Resolution of a protein sequence ambiguity by X‐ray crystallographic and mass spectrometric methods

Ambiguities in amino acid sequences are a potential problem in X‐ray crystallographic studies of proteins. Amino acid side chains often cannot be reliably identified from the electron density. Many protein crystal structures that are now being solved are simple variants of a known wild‐type structure. Thus, cloning artifacts or other untoward events can readily lead to cases in which the proposed sequence is not correct. An example is presented showing that mass spectrometry provides an excellent tool for analyzing suspected errors.

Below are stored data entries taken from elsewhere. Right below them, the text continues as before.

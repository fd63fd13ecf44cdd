//! Link types
//!
//! Every `<link>`, `<a>` and `<area>` carrying a `rel` attribute becomes an
//! item typed by its rel values, with its other attributes as properties.

use crate::error::Result;
use crate::extractors::{attr_tokens, resolve_url, selector, FormatParser};
use crate::factory::{ParsingResult, RawItem, RawValue};
use crate::format::Format;
use crate::logger::SharedLogger;
use crate::model::{Iri, HTML_PROFILE};
use scraper::Html;
use url::Url;

/// Attributes holding a whitespace separated list
const LIST_ATTRIBUTES: &[&str] = &["sizes", "charset"];
/// Attributes holding a URL
const URL_ATTRIBUTES: &[&str] = &["href"];

pub struct LinkTypeExtractor {
    base: Url,
    logger: SharedLogger,
}

impl LinkTypeExtractor {
    pub fn new(base: Url, logger: SharedLogger) -> Self {
        Self { base, logger }
    }
}

impl FormatParser for LinkTypeExtractor {
    fn format(&self) -> Format {
        Format::LinkType
    }

    fn parse(&mut self, document: &Html) -> Result<ParsingResult> {
        let links = selector("link[rel], a[rel], area[rel]")?;

        let mut items = Vec::new();
        for link in document.select(&links) {
            let mut item = RawItem::default();
            for rel in attr_tokens(&link, "rel") {
                let iri = Iri::new(HTML_PROFILE, rel.to_ascii_lowercase());
                if !item.types.contains(&iri) {
                    item.types.push(iri);
                }
            }

            for (name, value) in link.value().attrs() {
                if name == "rel" {
                    continue;
                }
                let iri = Iri::new(HTML_PROFILE, name);
                if LIST_ATTRIBUTES.contains(&name) {
                    for token in value.split_ascii_whitespace() {
                        item.push_property(iri.clone(), RawValue::text(token));
                    }
                } else if URL_ATTRIBUTES.contains(&name) {
                    item.push_property(iri, RawValue::text(resolve_url(&self.base, value)));
                } else {
                    item.push_property(iri, RawValue::text(value.trim()));
                }
            }
            items.push(item);
        }

        self.logger.debug("link type items", &[("count", items.len().to_string().as_str())])?;
        ParsingResult::new(Format::LinkType, items, Vec::new(), &*self.logger)
    }
}

#[cfg(test)]
mod tests {
    use super::*;
    use crate::logger::TracingLogger;
    use crate::model::Value;
    use std::sync::Arc;

    fn html(name: &str) -> Iri {
        Iri::new(HTML_PROFILE, name)
    }

    #[test]
    fn test_link_types() {
        let document = Html::parse_document(
            r#"<head>
                <link rel="icon apple-touch-icon" href="/icon.png" sizes="16x16 32x32" type="image/png">
                <link rel="stylesheet" href="style.css">
                <link href="/no-rel">
            </head>
            <body><a rel="Author" href="https://jane.example/" title=" Jane ">Jane</a></body>"#,
        );
        let base = Url::parse("https://example.com/dir/").unwrap();
        let mut extractor = LinkTypeExtractor::new(base, Arc::new(TracingLogger));
        let items = extractor.parse(&document).unwrap().into_items();
        assert_eq!(items.len(), 3);

        let icon = &items[0];
        assert_eq!(icon.format(), Format::LinkType);
        assert_eq!(icon.types(), &[html("icon"), html("apple-touch-icon")]);
        assert_eq!(
            icon.property(html("href")).unwrap(),
            &[Value::text("https://example.com/icon.png")]
        );
        assert_eq!(
            icon.property("sizes").unwrap(),
            &[Value::text("16x16"), Value::text("32x32")]
        );
        assert_eq!(icon.property("type").unwrap(), &[Value::text("image/png")]);
        assert!(!icon.properties().contains(&"rel".into()));

        assert_eq!(
            items[1].property("href").unwrap(),
            &[Value::text("https://example.com/dir/style.css")]
        );

        let author = &items[2];
        assert!(author.is_of_type(["author"]));
        assert_eq!(author.property("title").unwrap(), &[Value::text("Jane")]);
    }

    #[test]
    fn test_repeated_rel_tokens_give_one_type() {
        let document = Html::parse_document(r#"<link rel="icon shortcut ICON" href="/favicon.ico">"#);
        let base = Url::parse("https://example.com/").unwrap();
        let mut extractor = LinkTypeExtractor::new(base, Arc::new(TracingLogger));
        let items = extractor.parse(&document).unwrap().into_items();
        assert_eq!(items[0].types(), &[html("icon"), html("shortcut")]);
    }
}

The X‐ray crystal structure of an insertion mutant of Staphylococcal nuclease has been solved to 1.67 Å resolution and refined to a crystallographic R value of 0.170 [Keefe & Lattman (1992). In preparation]. A single residue has been inserted in the C‐terminal α helix. The inserted amino acid was believed to be an alanine residue, but the final electron density maps strongly indicated that a glycine had been inserted instead. To confirm the observations from the X‐ray data, matrix‐assisted laser desorption mass spectrometry was employed to verify the glycine insertion. This mass spectrometric technique has sufficient mass accuracy to detect the methyl group that distinguishes glycine from alanine and can be extended to the more common situation in which crystallographic measurements suggest a problem with the sequence, but cannot pinpoint its location or nature.